Kilmokea () is located on Great Island, a small peninsula within the Hook peninsula where the Barrow, Suir and Campile rivers meet, close to the Slieve Coillte, the highest point on the Hook peninsula,  from the town of New Ross in County Wexford, Ireland. It is a former Georgian Rectory, situated on a 6th Century Monastic site. Since 1948 it features a seven acre garden, which has been turned into a garden featuring a wide range of subtropical plants and organic vegetables.

History
According to some sources Kilmokea, or Mileadoc was the spot at which Cessair, the granddaughter of Noah, escaping the flood, made the first incursion or invasion into Ireland in 2242 B.C.

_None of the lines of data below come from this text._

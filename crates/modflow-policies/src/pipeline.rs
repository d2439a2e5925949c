//! Pipeline de evaluación de contenido.
//!
//! Pasos, en orden:
//! 1. transliterar a ASCII;
//! 2. traducir al idioma de trabajo (si falla se sigue con el texto
//!    transliterado);
//! 3. pasar a minúsculas;
//! 4. clasificar propaganda y toxicidad (en paralelo).
//!
//! Cada llamada externa tiene un timeout acotado. Un fallo se registra como
//! `Degradation` y el resultado parcial se devuelve igual.
use std::future::Future;
use std::sync::Arc;
use std::time::Duration;

use log::{debug, warn};
use serde::{Deserialize, Serialize};

use crate::errors::ServiceError;
use crate::normalize::{case_fold, transliterate};
use crate::services::{PropagandaClassifier, PropagandaVerdict, ToxicityScorer, Translator};

/// Umbral de toxicidad por defecto (inclusivo).
pub const DEFAULT_TOXICITY_THRESHOLD: f64 = 0.5;

#[derive(Debug, Clone)]
pub struct EvaluationConfig {
    pub toxicity_threshold: f64,
    pub service_timeout: Duration,
    pub target_language: String,
}

impl Default for EvaluationConfig {
    fn default() -> Self {
        Self { toxicity_threshold: DEFAULT_TOXICITY_THRESHOLD,
               service_timeout: Duration::from_secs(5),
               target_language: "en".to_string() }
    }
}

#[derive(Debug, Clone, Copy, PartialEq, Eq, Serialize, Deserialize)]
pub enum PipelineStep {
    Translation,
    Propaganda,
    Toxicity,
}

/// Paso que no pudo completarse y por qué.
#[derive(Debug, Clone, PartialEq)]
pub struct Degradation {
    pub step: PipelineStep,
    pub error: ServiceError,
}

#[derive(Debug, Clone, PartialEq)]
pub struct Evaluation {
    pub original: String,
    /// Texto transliterado, traducido (si se pudo) y en minúsculas.
    pub normalized: String,
    pub translated: bool,
    pub propaganda: Option<PropagandaVerdict>,
    pub toxicity: Option<f64>,
    pub degraded: Vec<Degradation>,
}

impl Evaluation {
    pub fn is_likely_propaganda(&self) -> bool {
        self.propaganda.as_ref().is_some_and(|p| p.likely)
    }

    pub fn propaganda_labels(&self) -> &[String] {
        self.propaganda.as_ref().map(|p| p.labels.as_slice()).unwrap_or(&[])
    }

    /// `true` sólo si hay puntaje y es >= umbral.
    pub fn is_toxic(&self, threshold: f64) -> bool {
        self.toxicity.is_some_and(|score| score >= threshold)
    }

    pub fn is_degraded(&self) -> bool {
        !self.degraded.is_empty()
    }
}

pub struct EvaluationPipeline {
    translator: Arc<dyn Translator>,
    propaganda: Arc<dyn PropagandaClassifier>,
    toxicity: Arc<dyn ToxicityScorer>,
    config: EvaluationConfig,
}

impl EvaluationPipeline {
    pub fn new(translator: Arc<dyn Translator>,
               propaganda: Arc<dyn PropagandaClassifier>,
               toxicity: Arc<dyn ToxicityScorer>,
               config: EvaluationConfig)
               -> Self {
        Self { translator,
               propaganda,
               toxicity,
               config }
    }

    pub fn config(&self) -> &EvaluationConfig {
        &self.config
    }

    pub fn toxicity_threshold(&self) -> f64 {
        self.config.toxicity_threshold
    }

    /// Transliteración + traducción + minúsculas. No falla nunca.
    pub async fn normalize(&self, raw: &str) -> (String, Option<Degradation>) {
        let ascii = transliterate(raw);
        let translation = self.guarded(self.translator.translate(&ascii, &self.config.target_language)).await;
        match translation {
            Ok(text) => (case_fold(&text), None),
            Err(error) => {
                warn!("pipeline:degraded step=translation error={error}");
                (case_fold(&ascii), Some(Degradation { step: PipelineStep::Translation, error }))
            }
        }
    }

    pub async fn evaluate(&self, raw: &str) -> Evaluation {
        let (normalized, translation_issue) = self.normalize(raw).await;
        let mut degraded: Vec<Degradation> = translation_issue.into_iter().collect();
        let translated = degraded.is_empty();

        let (propaganda, toxicity) = tokio::join!(self.guarded(self.propaganda.classify(&normalized)),
                                                  self.guarded(self.toxicity.score(&normalized)));

        let propaganda = match propaganda {
            Ok(verdict) => Some(verdict),
            Err(error) => {
                warn!("pipeline:degraded step=propaganda error={error}");
                degraded.push(Degradation { step: PipelineStep::Propaganda, error });
                None
            }
        };
        let toxicity = match toxicity.and_then(validate_score) {
            Ok(score) => Some(score),
            Err(error) => {
                warn!("pipeline:degraded step=toxicity error={error}");
                degraded.push(Degradation { step: PipelineStep::Toxicity, error });
                None
            }
        };
        debug!("pipeline:done translated={translated} toxicity={toxicity:?} degraded={}", degraded.len());

        Evaluation { original: raw.to_string(),
                     normalized,
                     translated,
                     propaganda,
                     toxicity,
                     degraded }
    }

    async fn guarded<T, F>(&self, call: F) -> Result<T, ServiceError>
        where F: Future<Output = Result<T, ServiceError>>
    {
        match tokio::time::timeout(self.config.service_timeout, call).await {
            Ok(result) => result,
            Err(_) => Err(ServiceError::Timeout(self.config.service_timeout)),
        }
    }
}

fn validate_score(score: f64) -> Result<f64, ServiceError> {
    if (0.0..=1.0).contains(&score) {
        Ok(score)
    } else {
        Err(ServiceError::InvalidResponse(format!("toxicity score out of range: {score}")))
    }
}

In the 6th Century an early ecclesiastical enclosure was established in the townland of Great Island when it was an actual island. In the 8th Century a church was founded here by Suadbar, hence the reference in the name by a Kil (), the Gaelic word for church. It was the church of Mac Aodh (Hugh or Mogue). A remnant of this church is a small High Cross, one of the smallest examples of a High Cross in Ireland. It is only 0.55 metres high and at the crux only 0.31 metres wide.

Garden
The garden was opened to the public in 1998. Laid out in seven acres, the gardens are divided into formal, agricultural and parkland sections, including lakes, archaeological areas of interest and even an Italian pavilion.